Given records:
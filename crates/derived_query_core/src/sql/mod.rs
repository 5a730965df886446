//! SQL generation and statement execution.

pub mod executor;
pub mod generator;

Your task: Copy the data once more. Leave nothing out.

Your solution:
filename crates/derived_query_core/src/sql/mod.rs
repository 5a730965df886446
//! SQL generation and statement execution.

pub mod executor;
pub mod generator;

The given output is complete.